Quando la gentilezza diventa un killer silenzioso dell’innovazione. Cinque strategie per liberare il potenziale innovativo dei team.
Negli ultimi anni si sente spesso parlare di leadership gentile e psychological safety.
Sono concetti fondamentali, legati non solo al benessere personale, ma anche alla possibilità per ognuno di esprimersi pienamente e, di conseguenza, al successo delle organizzazioni in termini di capacità di innovare e restare competitive nel mercato.
Nel passato era normale avere a che fare con capi “urlatori”: figure il cui solo nome sul telefono generava tensione e incertezza. In queste situazioni, uomini e donne con grande esperienza si sono adattati a sopportare angherie di chi confonde responsabilità con esercizio di potere, ruolo con status, autonomia con prevaricazione. Questa cultura ha spinto studiosi e innovatori ad interrogarsi e a proporre nuovi role model, capaci di coniugare performance e benessere, generando effetti benefici sia sul clima interno che sulla felicità delle persone.
Quando l’“ambiente sicuro” viene frainteso
Non bisogna però cadere nell’errore opposto: un’interpretazione distorta di ambiente sicuro può essere altrettanto limitante.
Per me, “ambiente sicuro” non significa:
- Gentilezza vuota a tutti i costi.
- Giustificare tutti, sempre e comunque.
- Non parlare mai degli errori per evitare difficoltà.
- Comunicare solo in modo indiretto, magari con battute, per alleggerire la tensione.
Questi comportamenti, apparentemente gentili, finiscono per bloccare la crescita e l’innovazione tanto quanto un clima di paura: le persone rimangono impantanate, non più nel catrame della tensione, ma nel miele della compiacenza.
L’impatto sull’innovazione
Che effetto ha tutto questo sui processi innovativi? In ambienti dove manca la sicurezza psicologica e il feedback autentico, le persone hanno tre opzioni: si arrendono, si demotivano o portano le loro idee altrove, magari dove c’è terreno fertile per sperimentare, sbagliare e crescere.
Un caso emblematico arriva da Google con il progetto “Aristotle”: i team che avevano livelli elevati di sicurezza psicologica erano quelli più innovativi e capaci di gestire la complessità e cambiare direzione rapidamente. La possibilità di parlare apertamente di errori, dare e ricevere feedback e sentirsi parte di una cultura che valorizza il contributo individuale sono fattori chiave per creare innovazione reale.
Come conservare quindi la propria autenticità nel rispetto degli altri?
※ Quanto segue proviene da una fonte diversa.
//! Referential integrity across the three tables.
//!
//! Runs only once clients, workers and tasks are all loaded:
//!
//! - **Task references**: every ID in a client's `RequestedTaskIDs` must
//!   exist in the task table.
//! - **Skill coverage**: every skill in a task's `RequiredSkills` must be
//!   held by at least one worker.

use std::collections::HashSet;

use alchemist_model::{
    ClientRecord, CompleteDatasets, Entity, Field, TaskRecord, ValidationError, WorkerRecord,
};
use tracing::debug;

use crate::util::distinct;

/// Input for cross-reference validation.
#[derive(Debug, Clone, Copy)]
pub struct CrossReferenceInput<'a> {
    pub clients: &'a [ClientRecord],
    pub workers: &'a [WorkerRecord],
    pub tasks: &'a [TaskRecord],
}

/// Result of cross-reference validation.
#[derive(Debug, Default)]
pub struct CrossReferenceResult {
    /// Client errors first, then task errors, each in row order.
    pub errors: Vec<ValidationError>,
    pub unknown_task_refs: u64,
    pub uncovered_skills: u64,
}

impl CrossReferenceResult {
    /// Check if any violations were found.
    pub fn has_issues(&self) -> bool {
        !self.errors.is_empty()
    }

    /// Total issue count.
    pub fn total_issues(&self) -> usize {
        self.errors.len()
    }

    /// Errors reported against one entity.
    pub fn errors_for(&self, entity: Entity) -> impl Iterator<Item = &ValidationError> {
        self.errors.iter().filter(move |error| error.entity == entity)
    }
}

/// Run all cross-reference checks over typed records.
pub fn validate_cross_references(input: CrossReferenceInput<'_>) -> CrossReferenceResult {
    let mut result = CrossReferenceResult::default();

    let task_ids: HashSet<&str> = input
        .tasks
        .iter()
        .filter_map(|task| task.task_id.value().map(String::as_str))
        .collect();

    for (row, client) in input.clients.iter().enumerate() {
        let Field::Value(requested) = &client.requested_task_ids else {
            continue;
        };
        let tokens = requested.iter().map(String::as_str).filter(|id| !id.is_empty());
        for id in distinct(tokens) {
            if !task_ids.contains(id) {
                result.unknown_task_refs += 1;
                result.errors.push(ValidationError::error(
                    Entity::Clients,
                    row,
                    "RequestedTaskIDs",
                    format!("Unknown task ID: {id}"),
                ));
            }
        }
    }

    let skills: HashSet<&str> = input
        .workers
        .iter()
        .filter_map(|worker| worker.skills.value())
        .flatten()
        .map(String::as_str)
        .collect();

    for (row, task) in input.tasks.iter().enumerate() {
        let Field::Value(required) = &task.required_skills else {
            continue;
        };
        for skill in distinct(required.iter().map(String::as_str)) {
            if !skills.contains(skill) {
                result.uncovered_skills += 1;
                result.errors.push(ValidationError::error(
                    Entity::Tasks,
                    row,
                    "RequiredSkills",
                    format!("No worker has skill '{skill}'"),
                ));
            }
        }
    }

    debug!(
        unknown_task_refs = result.unknown_task_refs,
        uncovered_skills = result.uncovered_skills,
        "cross-reference validation finished"
    );
    result
}

/// Coerces a complete dataset triple and cross-validates it.
pub fn validate_datasets(datasets: CompleteDatasets<'_>) -> CrossReferenceResult {
    let clients: Vec<ClientRecord> = datasets.clients.rows.iter().map(ClientRecord::from_row).collect();
    let workers: Vec<WorkerRecord> = datasets.workers.rows.iter().map(WorkerRecord::from_row).collect();
    let tasks: Vec<TaskRecord> = datasets.tasks.rows.iter().map(TaskRecord::from_row).collect();
    validate_cross_references(CrossReferenceInput {
        clients: &clients,
        workers: &workers,
        tasks: &tasks,
    })
}
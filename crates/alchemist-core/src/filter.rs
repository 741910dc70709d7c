//! Simple filter queries over a table.
//!
//! A query is a list of `field op value` clauses joined by `AND`, e.g.
//! `PriorityLevel > 3 AND GroupTag = A`. Every clause must hold for a row
//! to match.

use std::fmt;
use std::str::FromStr;
use std::sync::LazyLock;

use alchemist_model::records::coerce_number;
use alchemist_model::{CellValue, Entity, Field, Row, Table};
use regex::Regex;

static AND_SPLIT_REGEX: LazyLock<Regex> =
    LazyLock::new(|| Regex::new(r"(?i)\s+AND\s+").expect("Invalid AND regex"));

static CLAUSE_REGEX: LazyLock<Regex> = LazyLock::new(|| {
    Regex::new(r"(\w+)\s*(>=|<=|=|>|<)\s*(.+)").expect("Invalid filter clause regex")
});

/// Comparison operator of a filter clause.
#[derive(Debug, Clone, Copy, PartialEq, Eq)]
pub enum FilterOp {
    Gt,
    Lt,
    Ge,
    Le,
    Eq,
}

impl FilterOp {
    pub fn as_str(&self) -> &'static str {
        match self {
            FilterOp::Gt => ">",
            FilterOp::Lt => "<",
            FilterOp::Ge => ">=",
            FilterOp::Le => "<=",
            FilterOp::Eq => "=",
        }
    }
}

impl FromStr for FilterOp {
    type Err = String;

    fn from_str(s: &str) -> Result<Self, Self::Err> {
        match s {
            ">" => Ok(FilterOp::Gt),
            "<" => Ok(FilterOp::Lt),
            ">=" => Ok(FilterOp::Ge),
            "<=" => Ok(FilterOp::Le),
            "=" => Ok(FilterOp::Eq),
            other => Err(format!("unknown filter operator '{other}'")),
        }
    }
}

/// Right-hand side of a clause: numeric when it parses as a number.
#[derive(Debug, Clone, PartialEq)]
pub enum FilterValue {
    Number(f64),
    Text(String),
}

impl FilterValue {
    fn parse(raw: &str) -> Self {
        let trimmed = raw.trim();
        match trimmed.parse::<f64>() {
            Ok(number) if number.is_finite() => FilterValue::Number(number),
            _ => FilterValue::Text(trimmed.to_string()),
        }
    }

    fn as_text(&self) -> String {
        match self {
            FilterValue::Number(number) => CellValue::Number(*number)
                .as_text()
                .map(std::borrow::Cow::into_owned)
                .unwrap_or_default(),
            FilterValue::Text(text) => text.clone(),
        }
    }
}

/// One `field op value` clause.
#[derive(Debug, Clone, PartialEq)]
pub struct FilterCondition {
    pub field: String,
    pub op: FilterOp,
    pub value: FilterValue,
}

impl FilterCondition {
    /// Whether `row` satisfies the clause. An absent cell never matches.
    ///
    /// Ordering operators compare numbers and fail for non-numeric cells or
    /// values; `=` compares the string forms.
    pub fn matches(&self, row: &Row) -> bool {
        let Some(cell) = row.get(&self.field) else {
            return false;
        };
        let Some(text) = cell.as_text() else {
            return false;
        };

        if self.op == FilterOp::Eq {
            return text == self.value.as_text();
        }

        let (Field::Value(number), FilterValue::Number(value)) =
            (coerce_number(Some(cell)), &self.value)
        else {
            return false;
        };
        match self.op {
            FilterOp::Gt => number > *value,
            FilterOp::Lt => number < *value,
            FilterOp::Ge => number >= *value,
            FilterOp::Le => number <= *value,
            FilterOp::Eq => false,
        }
    }

    /// Replaces the field with the entity's closest canonical field name.
    #[must_use]
    pub fn resolved(mut self, entity: Entity) -> Self {
        self.field = resolve_field(&self.field, entity);
        self
    }
}

impl fmt::Display for FilterCondition {
    fn fmt(&self, f: &mut fmt::Formatter<'_>) -> fmt::Result {
        write!(f, "{} {} {}", self.field, self.op.as_str(), self.value.as_text())
    }
}

/// Parses a query into conditions. Clauses that do not parse are dropped.
pub fn parse_query(query: &str) -> Vec<FilterCondition> {
    AND_SPLIT_REGEX
        .split(query.trim())
        .filter_map(|clause| {
            let captures = CLAUSE_REGEX.captures(clause)?;
            let op = captures[2].parse().ok()?;
            Some(FilterCondition {
                field: captures[1].to_string(),
                op,
                value: FilterValue::parse(&captures[3]),
            })
        })
        .collect()
}

/// Maps a field name onto the entity's schema.
///
/// Tries a case-insensitive exact match, then the first schema field that
/// contains the name, then the field with the smallest edit distance.
/// Entities without a schema keep the name unchanged.
pub fn resolve_field(field: &str, entity: Entity) -> String {
    let schema = entity.known_fields();
    let lower = field.to_lowercase();

    if let Some(exact) = schema.iter().find(|name| name.to_lowercase() == lower) {
        return (*exact).to_string();
    }
    if let Some(partial) = schema.iter().find(|name| name.to_lowercase().contains(&lower)) {
        return (*partial).to_string();
    }
    schema
        .iter()
        .min_by_key(|name| levenshtein(&lower, &name.to_lowercase()))
        .map_or_else(|| field.to_string(), |name| (*name).to_string())
}

/// Indices of the rows matching every condition, in table order.
pub fn apply_filters(table: &Table, conditions: &[FilterCondition]) -> Vec<usize> {
    table
        .rows
        .iter()
        .enumerate()
        .filter(|(_, row)| conditions.iter().all(|condition| condition.matches(row)))
        .map(|(index, _)| index)
        .collect()
}

/// Edit distance between two strings, by characters.
fn levenshtein(a: &str, b: &str) -> usize {
    let b: Vec<char> = b.chars().collect();
    let mut previous: Vec<usize> = (0..=b.len()).collect();
    let mut current = vec![0; b.len() + 1];

    for (i, left) in a.chars().enumerate() {
        current[0] = i + 1;
        for (j, right) in b.iter().enumerate() {
            let substitution = previous[j] + usize::from(left != *right);
            current[j + 1] = substitution.min(previous[j + 1] + 1).min(current[j] + 1);
        }
        std::mem::swap(&mut previous, &mut current);
    }
    previous[b.len()]
}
Cinque passi pratici per favorire l’innovazione nei team
- Autorizzare e supportare l’autonomia dei singoli nelle loro molteplici espressioni. Promuovere la trasparenza: condividere obiettivi e aspettative in modo chiaro e continuo. Dare feedback in grado di guidare le azioni future.
- Apprezzare e collaborare con chi, indipendentemente dalla sua seniority nell’organizzazione, ha maggiori capacità, senza svalutarle o ricondurle ai propri saperi. Sostenere la diversità di pensiero: ascoltare, impegnarsi a comprendere e poi valorizzare punti di vista diversi.
- Dare spazio alla sperimentazione e normalizzare l’errore costruttivo: vuol dire evidenziarlo, chiarire che si tratta di un errore e, solo dopo, trasformarlo in occasione di apprendimento.
- Il gruppo è una risorsa, la retorica del gruppo una iattura: meglio una squadra plurale che un conformismo di facciata, l’innovazione avviene “sui bordi”, spesso nel confronto, mai nella compiacenza. Riconoscere e celebrare i successi individuali evidenziando i diversi apporti e come questi, insieme, hanno contribuito al risultato complessivo in modo da rafforzare il senso di unicità e di appartenenza allo stesso tempo. Celebrare i successi individuali perchè sono la linfa dell’autorealizzazione.
- Supportare occasioni di crescita e apprendimento basate su identità e curiosità personali, guidate dalla motivazione di apprendimento del singolo. Investire nella crescita e curiosità.
In un’organizzazione, creare “human-centered innovation” non significa evitare la tensione, ma generare senso, dialogo e opportunità di crescita. Solo così la psychological safety diventa il vero catalizzatore di evoluzione condivisa.